しかし、白楽晴の指摘のように、朝鮮半島における統一は、統一に対する定義からは説明できないやり方で進められており、新たな可能性が開かれている過程にある。白楽晴の「朝鮮半島式統一」については、白楽晴『朝鮮半島式統一、現在進行形』、創批、2006年、1~3ページ参照。〔同書の日本語版として『朝鮮半島の平和と統一――分断体制の解体期にあたって』(青柳純一訳、岩波書店、2008年)がある。原書に何篇かの論考が加わり、何篇かの論考は削除されている。〕すなわち、朝鮮半島式統一はどんな犠牲を払っても果たさなければならないようなものではなく、国際情勢の変化によって突然到来するようなものでもない。緩やかに、多様な主体が参加して、南と北における生の質を向上させていきながら成り立つ過程なのであって、その最初の一歩が低い水準での南北連合だといえるのである。
もちろん、果たしてこのような過程が可能なのかという疑問は提起されるであろう。しかし現在、朝鮮半島ではすでに南と北が統一に向けた過渡的特殊関係を発展させていくような、そして6・15共同宣言で合意した「国の統一のための南側の連合制案と北側の低い段階の連邦制案には共通性があると認め、今後この方向で統一を目指していく」という過程にあるという点で、東ドイツの急激な崩壊や、ベトナム戦争のような事態になる可能性よりは、新しい朝鮮半島式統一の可能性の方をより高く評価できるのではないだろうか。しかしながら、このような変化を、統一ではなく他の概念で説明し、統一は平和の脅威にしかならないと断定する必要はあるのか? それよりは「平和共存と経済協力関係が安定的に定着」する段階を、創造的なやり方で統一を成していく一段階とみなすほうが自然だろう。
それだけでなく、平和と統一の分離は平和運動と統一運動の双方に否定的な影響を及ぼしているという点にも注目すべきである。

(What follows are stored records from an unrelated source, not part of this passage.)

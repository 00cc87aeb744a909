//! Telemetry configuration.

use crate::logging::LogConfig;
use crate::metrics::MetricsConfig;

/// Configuration for all telemetry subsystems.
#[derive(Debug, Clone, PartialEq)]
pub struct TelemetryConfig {
    /// Service name (used in logs).
    pub service_name: String,

    /// Metrics configuration.
    pub metrics: MetricsConfig,

    /// Logging configuration.
    pub logging: LogConfig,
}

impl TelemetryConfig {
    /// Creates a new configuration builder.
    #[must_use]
    pub fn builder() -> TelemetryConfigBuilder {
        TelemetryConfigBuilder::new()
    }
}

impl Default for TelemetryConfig {
    fn default() -> Self {
        Self {
            service_name: "graceful".to_string(),
            metrics: MetricsConfig::default(),
            logging: LogConfig::default(),
        }
    }
}

/// Builder for [`TelemetryConfig`].
#[derive(Debug, Default)]
pub struct TelemetryConfigBuilder {
    service_name: Option<String>,
    metrics: Option<MetricsConfig>,
    logging: Option<LogConfig>,
}

impl TelemetryConfigBuilder {
    /// Creates a new builder with default values.
    #[must_use]
    pub fn new() -> Self {
        Self::default()
    }

    /// Sets the service name.
    #[must_use]
    pub fn service_name(mut self, name: &str) -> Self {
        self.service_name = Some(name.to_string());
        self
    }

    /// Sets the metrics configuration.
    #[must_use]
    pub fn metrics(mut self, config: MetricsConfig) -> Self {
        self.metrics = Some(config);
        self
    }

    /// Sets the logging configuration.
    #[must_use]
    pub fn logging(mut self, config: LogConfig) -> Self {
        self.logging = Some(config);
        self
    }

    /// Enables metrics on the given address.
    #[must_use]
    pub fn metrics_addr(mut self, addr: &str) -> Self {
        let config = self.metrics.take().unwrap_or_default();
        self.metrics = Some(MetricsConfig {
            enabled: true,
            addr: addr.to_string(),
            ..config
        });
        self
    }

    /// Builds the configuration.
    #[must_use]
    pub fn build(self) -> TelemetryConfig {
        let defaults = TelemetryConfig::default();
        let service_name = self.service_name.unwrap_or(defaults.service_name);

        let mut logging = self.logging.unwrap_or(defaults.logging);
        logging.service_name = service_name.clone();

        TelemetryConfig {
            service_name,
            metrics: self.metrics.unwrap_or(defaults.metrics),
            logging,
        }
    }
}

#[cfg(test)]
mod tests {
    use super::*;

    #[test]
    fn test_default_config() {
        let config = TelemetryConfig::default();
        assert_eq!(config.service_name, "graceful");
        assert!(!config.metrics.enabled);
    }

    #[test]
    fn test_builder_propagates_service_name() {
        let config = TelemetryConfig::builder().service_name("edge-proxy").build();

        assert_eq!(config.service_name, "edge-proxy");
        assert_eq!(config.logging.service_name, "edge-proxy");
    }

    #[test]
    fn test_builder_metrics_addr() {
        let config = TelemetryConfig::builder()
            .metrics_addr("127.0.0.1:9999")
            .build();

        assert!(config.metrics.enabled);
        assert_eq!(config.metrics.addr, "127.0.0.1:9999");
    }
}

朝鮮半島で平和という価値が積極的に再解釈されることには、確かに肯定的意味がある。朝鮮戦争の惨禍を経ているからこそ、平和統一は誰も否定することのできない命題とされてきたが、分断体制が強く維持された時期には南北の誰にも平和統一という原則は真剣に受け入れられず、軍事的緊張緩和のための初歩的な措置もなされなかった。さらには、韓国内の民間統一運動は平和統一を主張していたが、当時の時代的条件の中では反独裁民主化闘争の性格が色濃く、平和統一を実現するための現実的方途が準備されていなかった。誰もが平和を主張したが、同時に平和を真剣に考えたり、単に戦争のない状態ではなく進歩的価値と結びついた平和へと歩を進めることができると思った人は多くなかった。
しかし1990年代以後の情勢変化を経るなかで、平和は徐々に現実的な課題として登場しはじめた。1990年代初盤、ソ連および東欧社会主義の崩壊による冷戦体制の瓦解は、朝鮮半島でも南北関係に対する新しいアプローチを要求した。当局者レベルの対応は、南北基本合意書の締結につながった。このように、冷戦の解体による分断体制の動揺に対応して南と北が新しい関係を追求しはじめると、平和体制の構築は統一へと向かうための喫緊の課題として提起されるようになった。そして1994年以後、北朝鮮核問題が浮上したことによって、平和体制の樹立なしには朝鮮半島問題の解決は不可能だという点がさらに明確になった。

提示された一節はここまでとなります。